[Start of section]
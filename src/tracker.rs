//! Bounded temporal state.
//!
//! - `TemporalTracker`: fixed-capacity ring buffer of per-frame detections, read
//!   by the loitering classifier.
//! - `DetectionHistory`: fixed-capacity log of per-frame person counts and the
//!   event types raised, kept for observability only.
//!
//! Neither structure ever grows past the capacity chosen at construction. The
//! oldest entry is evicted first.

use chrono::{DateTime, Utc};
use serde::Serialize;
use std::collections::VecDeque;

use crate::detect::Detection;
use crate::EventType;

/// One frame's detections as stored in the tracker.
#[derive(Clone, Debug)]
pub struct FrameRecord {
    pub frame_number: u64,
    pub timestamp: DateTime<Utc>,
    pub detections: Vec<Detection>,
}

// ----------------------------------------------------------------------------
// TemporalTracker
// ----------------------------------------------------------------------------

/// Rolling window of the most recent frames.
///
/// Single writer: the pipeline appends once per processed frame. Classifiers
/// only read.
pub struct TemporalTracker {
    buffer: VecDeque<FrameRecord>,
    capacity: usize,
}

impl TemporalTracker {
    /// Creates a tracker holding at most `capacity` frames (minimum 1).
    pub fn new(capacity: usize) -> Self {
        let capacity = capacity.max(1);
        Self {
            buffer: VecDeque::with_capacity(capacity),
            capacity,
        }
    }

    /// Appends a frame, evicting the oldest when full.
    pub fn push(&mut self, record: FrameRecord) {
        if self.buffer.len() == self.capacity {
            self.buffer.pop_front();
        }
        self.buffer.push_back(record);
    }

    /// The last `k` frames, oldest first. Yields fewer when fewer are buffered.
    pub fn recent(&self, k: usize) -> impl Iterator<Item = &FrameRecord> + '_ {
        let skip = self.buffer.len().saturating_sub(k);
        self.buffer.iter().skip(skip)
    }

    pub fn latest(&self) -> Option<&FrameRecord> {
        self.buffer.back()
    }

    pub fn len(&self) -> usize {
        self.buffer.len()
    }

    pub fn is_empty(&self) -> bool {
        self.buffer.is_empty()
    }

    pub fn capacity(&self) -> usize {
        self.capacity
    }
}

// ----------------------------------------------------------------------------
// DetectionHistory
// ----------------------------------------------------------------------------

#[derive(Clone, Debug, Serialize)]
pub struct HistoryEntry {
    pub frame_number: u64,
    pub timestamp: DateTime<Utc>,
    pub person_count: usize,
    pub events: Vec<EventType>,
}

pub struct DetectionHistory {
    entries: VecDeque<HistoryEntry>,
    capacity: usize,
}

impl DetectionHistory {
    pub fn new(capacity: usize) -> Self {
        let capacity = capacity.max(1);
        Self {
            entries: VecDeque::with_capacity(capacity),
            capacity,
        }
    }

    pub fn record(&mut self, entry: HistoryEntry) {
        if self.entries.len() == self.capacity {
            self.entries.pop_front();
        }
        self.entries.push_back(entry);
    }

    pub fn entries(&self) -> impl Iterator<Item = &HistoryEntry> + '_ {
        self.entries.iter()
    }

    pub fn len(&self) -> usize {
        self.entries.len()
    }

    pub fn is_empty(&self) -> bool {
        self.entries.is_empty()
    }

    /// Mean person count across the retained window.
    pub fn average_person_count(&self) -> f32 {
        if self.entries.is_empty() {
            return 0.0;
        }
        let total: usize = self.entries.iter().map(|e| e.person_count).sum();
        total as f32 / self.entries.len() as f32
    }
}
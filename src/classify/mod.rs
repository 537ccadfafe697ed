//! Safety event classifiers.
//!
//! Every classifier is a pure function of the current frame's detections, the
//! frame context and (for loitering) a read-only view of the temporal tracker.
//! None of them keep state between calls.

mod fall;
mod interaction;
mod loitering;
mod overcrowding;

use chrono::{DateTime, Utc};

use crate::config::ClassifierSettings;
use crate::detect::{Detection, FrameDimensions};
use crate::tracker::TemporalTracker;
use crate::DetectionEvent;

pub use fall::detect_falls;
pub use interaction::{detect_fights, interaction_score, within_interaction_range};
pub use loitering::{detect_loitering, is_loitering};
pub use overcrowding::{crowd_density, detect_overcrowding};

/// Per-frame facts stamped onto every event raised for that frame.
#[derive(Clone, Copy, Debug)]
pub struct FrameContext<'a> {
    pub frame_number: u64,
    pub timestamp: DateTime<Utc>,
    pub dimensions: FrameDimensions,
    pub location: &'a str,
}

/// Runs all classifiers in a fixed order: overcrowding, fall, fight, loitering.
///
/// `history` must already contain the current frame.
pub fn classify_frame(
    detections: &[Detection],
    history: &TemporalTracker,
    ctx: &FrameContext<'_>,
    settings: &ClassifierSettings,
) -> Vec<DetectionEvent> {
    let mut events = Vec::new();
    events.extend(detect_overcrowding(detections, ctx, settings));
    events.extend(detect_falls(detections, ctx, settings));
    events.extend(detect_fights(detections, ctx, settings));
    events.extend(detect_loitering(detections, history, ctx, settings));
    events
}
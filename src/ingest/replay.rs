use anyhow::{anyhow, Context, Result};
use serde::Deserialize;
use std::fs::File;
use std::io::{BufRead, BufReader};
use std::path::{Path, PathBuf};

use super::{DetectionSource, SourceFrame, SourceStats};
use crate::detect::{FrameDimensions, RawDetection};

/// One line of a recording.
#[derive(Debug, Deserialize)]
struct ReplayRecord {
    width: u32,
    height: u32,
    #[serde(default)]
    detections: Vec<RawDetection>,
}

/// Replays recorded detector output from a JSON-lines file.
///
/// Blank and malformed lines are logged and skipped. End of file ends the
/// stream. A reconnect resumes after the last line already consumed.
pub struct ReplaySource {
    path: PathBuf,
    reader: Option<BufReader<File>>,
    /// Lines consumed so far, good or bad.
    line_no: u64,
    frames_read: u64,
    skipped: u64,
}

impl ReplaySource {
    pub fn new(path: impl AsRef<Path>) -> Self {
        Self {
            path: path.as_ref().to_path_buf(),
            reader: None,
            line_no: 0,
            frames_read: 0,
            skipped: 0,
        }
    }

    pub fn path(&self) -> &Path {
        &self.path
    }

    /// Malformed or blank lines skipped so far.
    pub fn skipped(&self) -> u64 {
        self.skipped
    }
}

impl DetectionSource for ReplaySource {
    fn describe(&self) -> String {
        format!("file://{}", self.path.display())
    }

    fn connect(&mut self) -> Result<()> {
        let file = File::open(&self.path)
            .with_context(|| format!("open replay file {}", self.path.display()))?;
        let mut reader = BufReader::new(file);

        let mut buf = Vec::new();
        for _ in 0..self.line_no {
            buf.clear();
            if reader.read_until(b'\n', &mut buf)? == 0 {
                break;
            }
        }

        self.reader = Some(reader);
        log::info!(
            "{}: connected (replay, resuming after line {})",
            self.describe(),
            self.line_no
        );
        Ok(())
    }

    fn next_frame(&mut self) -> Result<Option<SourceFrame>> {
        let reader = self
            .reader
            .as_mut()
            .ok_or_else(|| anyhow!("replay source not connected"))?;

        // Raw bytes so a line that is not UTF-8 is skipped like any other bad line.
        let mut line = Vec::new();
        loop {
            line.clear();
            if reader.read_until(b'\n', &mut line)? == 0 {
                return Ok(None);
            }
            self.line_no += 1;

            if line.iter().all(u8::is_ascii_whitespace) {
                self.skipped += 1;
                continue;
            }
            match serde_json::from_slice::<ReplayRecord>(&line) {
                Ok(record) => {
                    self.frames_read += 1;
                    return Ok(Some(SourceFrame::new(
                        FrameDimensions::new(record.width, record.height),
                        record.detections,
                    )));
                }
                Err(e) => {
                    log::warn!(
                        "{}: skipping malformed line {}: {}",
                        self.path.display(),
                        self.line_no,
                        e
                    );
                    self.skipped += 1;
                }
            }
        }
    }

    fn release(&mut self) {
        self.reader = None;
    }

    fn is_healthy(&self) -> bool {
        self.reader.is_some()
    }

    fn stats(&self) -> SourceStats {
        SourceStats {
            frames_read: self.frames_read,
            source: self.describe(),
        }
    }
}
[End of section]
# [What is being asked]
Return every line of the material in which the word "window" is found.

# [Answer to this exercise]
/// Rolling window of the most recent frames.
    /// Mean person count across the retained window.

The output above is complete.